# Development of the Julia language

During 20 years of my work as a researcher I have used numerous programming languages to do scientific computing, chiefly R, Python, and Java. However, when I learned Julia I immediately felt this is a to-go solution, although I started using it when version 0.3 was released and the language and its ecosystem was still immature.

Currently Julia has reached version 1.4.2 and in many fields its package ecosystem provides best-in-class functionality.

A natural question to as is who has made this happen. It is easy enough to find out on the GitHub page of the Julia project here. However, the default GitHub interface allows you to only see contributions by number of commits, additions or deletions. We can learn from this that Jeff Bezanson is a leader by far in all these categories.

However, the statistics show you the whole history of the git repository. I was always curious who is the author of the current state of the code. Essentially, what I wanted to do is blame the whole repository and count the distribution of the number of lines committed by the authors.

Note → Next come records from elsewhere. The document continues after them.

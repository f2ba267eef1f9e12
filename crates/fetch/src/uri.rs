//! URL validation.
//!
//! Page images are only ever fetched over HTTP(S); anything else (`file:`,
//! `data:`, `javascript:`...) is refused before it reaches a fetcher.

use crate::error::{ErrorKind, Result};
use exn::ResultExt;
use url::Url;

/// Parses and validates a page image URL.
///
/// # Returns
/// Returns the parsed URL (fragment stripped, since it never reaches the
/// server and would otherwise split one image into several cache keys), or
/// [`InvalidUrl`](crate::error::ErrorKind::InvalidUrl) if invalid.
///
/// # Examples
///
/// ```
/// use folio_fetch::validate_url;
/// assert!(validate_url("https://cdn.example/ch1/001.jpg").is_ok());
/// assert!(validate_url("http://cdn.example/ch1/001.jpg").is_ok());
/// assert!(validate_url("file:///etc/passwd").is_err());
/// assert!(validate_url("not a url").is_err());
/// assert_eq!(
///     validate_url("https://cdn.example/001.jpg#page").unwrap().as_str(),
///     "https://cdn.example/001.jpg"
/// );
/// ```
pub fn validate(url: impl AsRef<str>) -> Result<Url> {
    let raw = url.as_ref();
    let mut parsed = Url::parse(raw.trim()).or_raise(|| ErrorKind::InvalidUrl(raw.to_string()))?;
    match parsed.scheme() {
        "http" | "https" => {},
        _ => exn::bail!(ErrorKind::InvalidUrl(raw.to_string())),
    }
    if parsed.host_str().is_none_or(str::is_empty) {
        exn::bail!(ErrorKind::InvalidUrl(raw.to_string()));
    }
    parsed.set_fragment(None);
    Ok(parsed)
}

#[cfg(test)]
mod tests {
    use super::*;
    use rstest::rstest;

    #[rstest]
    #[case("https://cdn.example/a.jpg", "https://cdn.example/a.jpg")]
    #[case("  https://cdn.example/a.jpg  ", "https://cdn.example/a.jpg")]
    #[case("HTTPS://CDN.example/a.jpg", "https://cdn.example/a.jpg")]
    #[case("http://cdn.example/a.jpg?w=800#top", "http://cdn.example/a.jpg?w=800")]
    fn test_valid_urls(#[case] input: &str, #[case] expected: &str) {
        assert_eq!(validate(input).unwrap().as_str(), expected);
    }

    #[rstest]
    #[case("")]
    #[case("cdn.example/a.jpg")]
    #[case("ftp://cdn.example/a.jpg")]
    #[case("data:image/png;base64,AAAA")]
    #[case("file:///tmp/a.jpg")]
    fn test_invalid_urls(#[case] input: &str) {
        let err = validate(input).unwrap_err();
        assert!(matches!(&*err, ErrorKind::InvalidUrl(raw) if raw == input));
    }
}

The problem is that by default git does not give you such an option. There are ways to achieve this, which I discuss below. The project was interesting for me, because I think it nicely shows what Julia offers you when you have a scripting task at hand.

# Before we start

In order to follow the examples below you need to have git installed. Also you should have git-extras installed. If you are on Ubuntu just write sudo apt install git-extras and it should be added.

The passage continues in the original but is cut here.